Interview exlusive de IsraelValley par Mati Ben-Avraham
Article mis en ligne le 14 février 2007

Amjad Rafeeq Shihab, est professeur de sciences politique à l’université Al-Kuds, situé à Abbou Diss, dominant Jérusalem. C’est un proche de l’ancien premier ministre Abbou Allah. Il a fait la majeure partie de ses études universitaires à l’université de Bordeaux. Sujet de sa thèse La construction de l’Etat palestinien.” Signe particulier : de 2000 à 2003, il a fait partie de l’équipe d’Alain Juppé à Bordeaux.

Mati Ben-Avraham : Votre regard sur l’accord interpalestinien de la Mecque ?

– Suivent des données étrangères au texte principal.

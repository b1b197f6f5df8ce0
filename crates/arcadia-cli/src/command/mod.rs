use std::path::PathBuf;

use clap::{Parser, Subcommand};
use tracing_subscriber::{EnvFilter, fmt};

use self::{play_snake::PlaySnakeArg, run_dino::RunDinoArg, train_snake::TrainSnakeArg};
use crate::config::AppConfig;

mod play_snake;
mod run_dino;
mod train_snake;

#[derive(Debug, Clone, Parser)]
#[command(author, version, about, long_about = None)]
pub struct CommandArgs {
    /// JSON settings file; missing fields keep their defaults
    #[arg(long, global = true)]
    config: Option<PathBuf>,
    /// Log at debug level (RUST_LOG takes precedence)
    #[arg(short, long, global = true)]
    verbose: bool,
    #[command(subcommand)]
    mode: Mode,
}

#[derive(Debug, Clone, Subcommand)]
enum Mode {
    /// Play headless runner sessions with the heuristic controller
    RunDino(#[clap(flatten)] RunDinoArg),
    /// Evolve a snake network with the genetic algorithm
    TrainSnake(#[clap(flatten)] TrainSnakeArg),
    /// Evaluate a saved snake model, or the greedy baseline
    PlaySnake(#[clap(flatten)] PlaySnakeArg),
}

fn init_logging(verbose: bool) {
    let default = if verbose { "debug" } else { "info" };
    let filter = EnvFilter::try_from_default_env().unwrap_or_else(|_| EnvFilter::new(default));
    fmt()
        .with_env_filter(filter)
        .with_target(false)
        .with_writer(std::io::stderr)
        .init();
}

pub fn run() -> anyhow::Result<()> {
    let args = CommandArgs::parse();
    init_logging(args.verbose);
    let config = AppConfig::load(args.config.as_deref())?;
    match args.mode {
        Mode::RunDino(arg) => run_dino::run(&arg, &config)?,
        Mode::TrainSnake(arg) => train_snake::run(&arg, &config)?,
        Mode::PlaySnake(arg) => play_snake::run(&arg, &config)?,
    }
    Ok(())
}
//! Policies and rollout scoring for the arcadia games.
//!
//! Every controller in this crate, hand-written or evolved, implements the same
//! [`policy::Policy`] interface: given an input, produce one score per discrete
//! action. The highest score wins and ties go to the first action.
//!
//! # Runner
//!
//! - [`heuristic`] - the adaptive-threshold controller. Its distance thresholds
//!   scale with game speed so that the time left to react stays constant.
//! - [`runner_session`] - plays a runner policy headlessly until it crashes or
//!   reaches a tick limit.
//!
//! # Snake
//!
//! - [`snake_features`] - turns a [`arcadia_engine::snake::SnakeGame`] into the
//!   11-value (full) or 7-value (compact) feature vector.
//! - [`network`] - the evolved feed-forward network policy.
//! - [`greedy`] - a hand-coded baseline that walks toward food and away from danger.
//! - [`rollout`] - plays a snake policy to the end and accumulates its fitness.
//!
//! ```text
//! SnakeGame ──features──▶ Policy::scores ──arg max──▶ Turn ──▶ SnakeGame::step
//!     └────────────── reward ──▶ FitnessRecord
//! ```

pub mod greedy;
pub mod heuristic;
pub mod network;
pub mod policy;
pub mod rollout;
pub mod runner_session;
pub mod snake_features;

Amjad Rafeek Shihab : Une rétrospective s’impose. Il s’agit de la 3ème tentative du genre. Il y a eu Le Caire, puis Damas, sans résultats positifs. Le roi Abdallah d’Arabie saoudite a pris l’initiative d’une nouvelle conciliation. Celle-ci intervenait à un moment critique, c’est-à-dire une impasse totale entre le Hamas et le Fatah qui, dans la bande de Gaza, s’est traduite par une escalade de la violence. Il fallait donc trouver une issue qui permette un cessez-le-feu entre les différents mouvements palestiniens, une relance du processus de paix et, d’une certaine manière, de sauver la face.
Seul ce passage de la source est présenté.